DATA TO EXAMINE:
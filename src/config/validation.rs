use crate::config::types::{Config, CrawlerConfig, OutputConfig, UserAgentConfig};
use crate::crawler::PageSelectors;
use crate::state::FailurePolicy;
use crate::ConfigError;
use url::Url;

const MAX_BATCH_SIZE: usize = 10_000;
const MAX_WORKER_COUNT: usize = 1_000;

/// Validates the entire configuration
pub fn validate(config: &Config) -> Result<(), ConfigError> {
    validate_crawler_config(&config.crawler)?;
    validate_user_agent_config(&config.user_agent)?;
    validate_output_config(&config.output)?;
    PageSelectors::compile(&config.selectors)?;
    Ok(())
}

/// Validates crawler configuration
fn validate_crawler_config(config: &CrawlerConfig) -> Result<(), ConfigError> {
    if config.batch_size < 1 || config.batch_size > MAX_BATCH_SIZE {
        return Err(ConfigError::Validation(format!(
            "batch_size must be between 1 and {}, got {}",
            MAX_BATCH_SIZE, config.batch_size
        )));
    }

    if config.worker_count < 1 || config.worker_count > MAX_WORKER_COUNT {
        return Err(ConfigError::Validation(format!(
            "worker_count must be between 1 and {}, got {}",
            MAX_WORKER_COUNT, config.worker_count
        )));
    }

    if config.request_timeout_secs == 0 {
        return Err(ConfigError::Validation(
            "request_timeout_secs must be >= 1".to_string(),
        ));
    }

    validate_http_url("seed_url", &config.seed_url)?;
    validate_http_url("base_url", &config.base_url)?;

    if !config.seed_url.starts_with(&config.base_url) {
        return Err(ConfigError::Validation(format!(
            "seed_url '{}' must start with base_url '{}'",
            config.seed_url, config.base_url
        )));
    }

    if let FailurePolicy::Retry { max_attempts } = config.failure_policy {
        if max_attempts < 1 {
            return Err(ConfigError::Validation(
                "failure_policy max_attempts must be >= 1".to_string(),
            ));
        }
    }

    if config.max_batches == Some(0) {
        return Err(ConfigError::Validation(
            "max_batches must be >= 1 when set".to_string(),
        ));
    }

    Ok(())
}

fn validate_http_url(field: &str, value: &str) -> Result<(), ConfigError> {
    let url = Url::parse(value)
        .map_err(|e| ConfigError::InvalidUrl(format!("Invalid {} '{}': {}", field, value, e)))?;

    if url.scheme() != "http" && url.scheme() != "https" {
        return Err(ConfigError::InvalidUrl(format!(
            "{} '{}' must use http or https",
            field, value
        )));
    }

    Ok(())
}

/// Validates user agent configuration
fn validate_user_agent_config(config: &UserAgentConfig) -> Result<(), ConfigError> {
    if config.crawler_name.is_empty() {
        return Err(ConfigError::Validation(
            "crawler_name cannot be empty".to_string(),
        ));
    }

    if !config
        .crawler_name
        .chars()
        .all(|c| c.is_alphanumeric() || c == '-')
    {
        return Err(ConfigError::Validation(format!(
            "crawler_name must contain only alphanumeric characters and hyphens, got '{}'",
            config.crawler_name
        )));
    }

    if let Some(contact) = &config.contact_url {
        Url::parse(contact)
            .map_err(|e| ConfigError::InvalidUrl(format!("Invalid contact_url: {}", e)))?;
    }

    Ok(())
}

/// Validates output configuration
fn validate_output_config(config: &OutputConfig) -> Result<(), ConfigError> {
    if config.urls_database_path.is_empty() {
        return Err(ConfigError::Validation(
            "urls_database_path cannot be empty".to_string(),
        ));
    }

    if config.articles_database_path.is_empty() {
        return Err(ConfigError::Validation(
            "articles_database_path cannot be empty".to_string(),
        ));
    }

    Ok(())
}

BRIEF: Every entry should be printed again exactly as written.

RESPONSE TO THE EXERCISE:
filename src/config/validation.rs
use crate::config::types::{Config, CrawlerConfig, OutputConfig, UserAgentConfig};
use crate::crawler::PageSelectors;
use crate::state::FailurePolicy;
use crate::ConfigError;
use url::Url;

const MAX_BATCH_SIZE: usize = 10_000;
const MAX_WORKER_COUNT: usize = 1_000;

/// Validates the entire configuration
pub fn validate(config: &Config) -> Result<(), ConfigError> {
    validate_crawler_config(&config.crawler)?;
    validate_user_agent_config(&config.user_agent)?;
    validate_output_config(&config.output)?;
    PageSelectors::compile(&config.selectors)?;
    Ok(())
}

/// Validates crawler configuration
fn validate_crawler_config(config: &CrawlerConfig) -> Result<(), ConfigError> {
    if config.batch_size < 1 || config.batch_size > MAX_BATCH_SIZE {
        return Err(ConfigError::Validation(format!(
            "batch_size must be between 1 and {}, got {}",
            MAX_BATCH_SIZE, config.batch_size
        )));
    }

    if config.worker_count < 1 || config.worker_count > MAX_WORKER_COUNT {
        return Err(ConfigError::Validation(format!(
            "worker_count must be between 1 and {}, got {}",
            MAX_WORKER_COUNT, config.worker_count
        )));
    }

    if config.request_timeout_secs == 0 {
        return Err(ConfigError::Validation(
            "request_timeout_secs must be >= 1".to_string(),
        ));
    }

    validate_http_url("seed_url", &config.seed_url)?;
    validate_http_url("base_url", &config.base_url)?;

    if !config.seed_url.starts_with(&config.base_url) {
        return Err(ConfigError::Validation(format!(
            "seed_url '{}' must start with base_url '{}'",
            config.seed_url, config.base_url
        )));
    }

    if let FailurePolicy::Retry { max_attempts } = config.failure_policy {
        if max_attempts < 1 {
            return Err(ConfigError::Validation(
                "failure_policy max_attempts must be >= 1".to_string(),
            ));
        }
    }

    if config.max_batches == Some(0) {
        return Err(ConfigError::Validation(
            "max_batches must be >= 1 when set".to_string(),
        ));
    }

    Ok(())
}

fn validate_http_url(field: &str, value: &str) -> Result<(), ConfigError> {
    let url = Url::parse(value)
        .map_err(|e| ConfigError::InvalidUrl(format!("Invalid {} '{}': {}", field, value, e)))?;

    if url.scheme() != "http" && url.scheme() != "https" {
        return Err(ConfigError::InvalidUrl(format!(
            "{} '{}' must use http or https",
            field, value
        )));
    }

    Ok(())
}

/// Validates user agent configuration
fn validate_user_agent_config(config: &UserAgentConfig) -> Result<(), ConfigError> {
    if config.crawler_name.is_empty() {
        return Err(ConfigError::Validation(
            "crawler_name cannot be empty".to_string(),
        ));
    }

    if !config
        .crawler_name
        .chars()
        .all(|c| c.is_alphanumeric() || c == '-')
    {
        return Err(ConfigError::Validation(format!(
            "crawler_name must contain only alphanumeric characters and hyphens, got '{}'",
            config.crawler_name
        )));
    }

    if let Some(contact) = &config.contact_url {
        Url::parse(contact)
            .map_err(|e| ConfigError::InvalidUrl(format!("Invalid contact_url: {}", e)))?;
    }

    Ok(())
}

/// Validates output configuration
fn validate_output_config(config: &OutputConfig) -> Result<(), ConfigError> {
    if config.urls_database_path.is_empty() {
        return Err(ConfigError::Validation(
            "urls_database_path cannot be empty".to_string(),
        ));
    }

    if config.articles_database_path.is_empty() {
        return Err(ConfigError::Validation(
            "articles_database_path cannot be empty".to_string(),
        ));
    }

    Ok(())
}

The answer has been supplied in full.